La historia del legado fotográfico de Maier también forma parte de su leyenda. En 2007, un joven investigador de la historia de Chicago, John Maloof, compró en una pequeña subasta de barrio las pertenencias abandonadas de una anciana desconocida. Lo que nadie podía imaginar era que su almacén cobijaba una obra fotográfica extraordinaria de más de 120.000 negativos, filmaciones caseras y grabaciones sonoras.

Durante toda su vida y de manera constante y casi obsesiva, Vivian Maier tomaba fotografías que no mostraba a nadie, ni tan siquiera su afición era conocida por la familia con la que convivió durante más de 17 años. Ella supo captar minuciosamente los momentos y las singularidades de la América urbana de la segunda mitad del siglo XX con un gran sentido de la composición, de la luz y del entorno: instantáneas de la demolición de las construcciones históricas debido al desarrollo urbanístico de la época, escenas cotidianas de las vidas de las personas que habitan la ciudad, así como algunos de los rincones más carismáticos de Nueva York y Chicago.

Las fotografías presentadas en la exposición muestran escenas callejeras a lo largo de los años 1950 a 1980 y en su mayoría proceden de esta parte del archivo inédita incluso para la propia fotógrafa.

Discreta y silenciosa

El lenguaje fotográfico es su propia experiencia visual basada en una observación discreta y silenciosa del mundo que le rodea.
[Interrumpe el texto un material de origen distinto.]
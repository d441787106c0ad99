//! Prompt construction for the generative tools.
//!
//! Each generative invocation becomes a [`PromptPlan`]: a system message, the
//! request payload the model must see in full, optional static analysis of
//! the submitted code, and the text reference sections are ranked against.

use crate::args::{
    AnalyzeRpgArgs, ConvertRpgArgs, CreateArtifactArgs, ExplainCodeArgs, ExplanationLevel,
    GenerateCodeArgs, ReviewCodeArgs, ReviewLevel, ToolInvocation,
};
use rpgforge_context::analyzer::{analyze_quality, analyze_rpg};

const BASE_SYSTEM: &str = "You are an expert IBM i developer specialising in DB2 for i SQL and ILE RPG. \
Follow the company standards quoted in the reference material whenever they apply. \
If the references contradict general practice, the references win.";

#[derive(Debug, Clone)]
pub struct PromptPlan {
    pub system: String,
    /// The user's request, rank 0 in the budget.
    pub payload: String,
    /// Findings from the pattern analyzers, rank 1.
    pub analysis: Option<String>,
    /// Text used to rank reference sections.
    pub query: String,
    /// Whether reference sections are offered at all.
    pub with_references: bool,
}

fn system(task: &str) -> String {
    format!("{BASE_SYSTEM}\n\n{task}")
}

fn fenced(code: &str) -> String {
    format!("```\n{}\n```", code.trim_end())
}

fn generate(a: &GenerateCodeArgs) -> PromptPlan {
    let comments = if a.include_comments {
        "Include detailed comments explaining each step."
    } else {
        "Keep comments to a minimum."
    };
    PromptPlan {
        system: system(
            "Generate production-ready code. Answer with the code in a single fenced block followed by a short note on assumptions.",
        ),
        payload: format!(
            "Generate {} code.\nStyle guide: {}\n{comments}\n\nRequirements:\n{}",
            a.code_type.as_str().to_uppercase(),
            a.style_guide,
            a.requirements.trim()
        ),
        analysis: None,
        query: format!("{} {}", a.code_type.as_str(), a.requirements),
        with_references: true,
    }
}

fn review(a: &ReviewCodeArgs) -> PromptPlan {
    let depth = match a.review_level {
        ReviewLevel::Basic => "List only defects that would break the program or violate a standard.",
        ReviewLevel::Detailed => "List defects, standard violations and maintainability concerns, each with a fix.",
        ReviewLevel::Comprehensive => {
            "Review defects, standards, performance, error handling, security and naming. Give a fix for each finding and a rewritten version where useful."
        }
    };
    let report = analyze_quality(&a.code, a.code_type.as_str());
    PromptPlan {
        system: system("Review code against the standards and best practices provided."),
        payload: format!(
            "Review this {} code. {depth}\n\n{}",
            a.code_type.as_str().to_uppercase(),
            fenced(&a.code)
        ),
        analysis: Some(report.to_prompt_notes()),
        query: format!("{} {}", a.code_type.as_str(), a.code),
        with_references: true,
    }
}

fn explain(a: &ExplainCodeArgs) -> PromptPlan {
    let audience = match a.explanation_level {
        ExplanationLevel::Beginner => "a developer new to IBM i; define every term",
        ExplanationLevel::Intermediate => "a developer familiar with IBM i basics",
        ExplanationLevel::Advanced => "a senior IBM i developer; focus on subtleties and performance",
    };
    let citing = if a.include_references {
        "Cite the reference documents you relied on by filename."
    } else {
        "Do not cite sources."
    };
    PromptPlan {
        system: system("Explain code clearly and accurately."),
        payload: format!("Explain this code for {audience}. {citing}\n\n{}", fenced(&a.code)),
        analysis: None,
        query: a.code.clone(),
        with_references: a.include_references,
    }
}

fn create_artifact(a: &CreateArtifactArgs) -> PromptPlan {
    let docs = if a.include_documentation {
        "Start with a documentation header describing purpose, parameters and usage."
    } else {
        "Do not add a documentation header."
    };
    let kind = a.artifact_type.label();
    PromptPlan {
        system: system(
            "Produce a complete, compilable source artifact. Answer with the artifact only, no surrounding commentary.",
        ),
        payload: format!("Create a {kind}. {docs}\n\nSpecifications:\n{}", a.specifications.trim()),
        analysis: None,
        query: format!("{kind} {}", a.specifications),
        with_references: true,
    }
}

fn convert(a: &ConvertRpgArgs) -> PromptPlan {
    let comments = if a.preserve_comments {
        "Carry every comment over, rewritten as // comments."
    } else {
        "Comments may be dropped."
    };
    let profile = analyze_rpg(&a.code);
    PromptPlan {
        system: system(
            "Convert RPG to fully free-form (**FREE) ILE RPG. Replace legacy opcodes with their modern equivalents and keep the program's behaviour identical.",
        ),
        payload: format!(
            "Convert this RPG source to **FREE form. {comments}\n\n{}",
            fenced(&a.code)
        ),
        analysis: Some(profile.to_prompt_notes()),
        query: format!("free-form conversion {}", profile.opcodes.iter().cloned().collect::<Vec<_>>().join(" ")),
        with_references: true,
    }
}

fn analyze(a: &AnalyzeRpgArgs) -> PromptPlan {
    let focus = a
        .focus
        .as_deref()
        .map(str::trim)
        .filter(|f| !f.is_empty())
        .map(|f| format!(" Concentrate on: {f}."))
        .unwrap_or_default();
    let profile = analyze_rpg(&a.code);
    PromptPlan {
        system: system("Analyze RPG source structure and identify modernization opportunities."),
        payload: format!(
            "Analyze the syntax and structure of this RPG source.{focus}\n\n{}",
            fenced(&a.code)
        ),
        analysis: Some(profile.to_prompt_notes()),
        query: format!("{} {}", a.focus.as_deref().unwrap_or_default(), a.code),
        with_references: true,
    }
}

impl PromptPlan {
    /// The plan for a generative invocation; `None` for local tools.
    pub fn for_invocation(invocation: &ToolInvocation) -> Option<Self> {
        match invocation {
            ToolInvocation::GenerateCode(a) => Some(generate(a)),
            ToolInvocation::ReviewCode(a) => Some(review(a)),
            ToolInvocation::ExplainCode(a) => Some(explain(a)),
            ToolInvocation::CreateArtifact(a) => Some(create_artifact(a)),
            ToolInvocation::ConvertRpgToFreeform(a) => Some(convert(a)),
            ToolInvocation::AnalyzeRpgSyntax(a) => Some(analyze(a)),
            _ => None,
        }
    }
}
Con su cámara Rolleiflex de medio formato halló la forma de retener en una fracción de segundo la realidad de su tiempo. Supo narrar la belleza de lo ordinario, buscando en lo cotidiano y lo banal las imperceptibles grietas que le permitieran inmiscuirse y acceder al mundo, que al final fue el suyo propio.

En numerosas ocasiones es a ella misma a quien encuentra: detrás de un espejo, en el perfil de su propia sombra expandiéndose en el suelo, en la silueta de los charcos de agua e, incluso, en los reflejos de su imagen distorsionada, de su imagen repitiéndose hasta el infinito en lo que parece una llamada a sí misma.

Maier realizó numerosos autorretratos a lo largo de su trayectoria, tantos como posibilidades de descubrir quién era ella realmente. Pero su mundo también lo constituían las personas anónimas, de las que se mantenía a distancia y a las que sólo rozaba de manera furtiva. Alineándose con ellas en el espacio, buscaba el lugar y el ángulo exactos. Como comenta Anne Morin, comisaria de la exposición, “se mantenía en el umbral, en el límite del escenario que fotografiaba. Ni demasiado cerca para no interferir, ni demasiado lejos para ser invisible”.

La obra de Maier ha renovado el interés por el género de la fotografía de calle y sus imágenes ya han quedado inscritas en la historia de la fotografía del siglo XX, al lado de grandes nombres de la Street Photography como Helen Levitt, William Klein, Diane Arbus o Garry Winogrand.

En sus ratos libres

Nacida en Nueva York, de madre francesa y padre austro-húngaro, Vivian Maier trabajó de niñera durante cuarenta años. Pasó su infancia en Francia hasta su regreso a Estados Unidos en 1951, donde trabajó durante más de cuatro décadas, inicialmente en Nueva York hasta 1955, y posteriormente en Chicago. En sus días libres se dedicaba a hacer fotografías que luego escondía celosamente de los ojos de los demás.

Su vida es un misterio. Se dice que murió en la más absoluta pobreza viviendo en la calle por algún tiempo, hasta que los niños que había cuidado en la década de los 1950 le compraron un apartamento y pagaron sus facturas hasta el día de su muerte en 2009.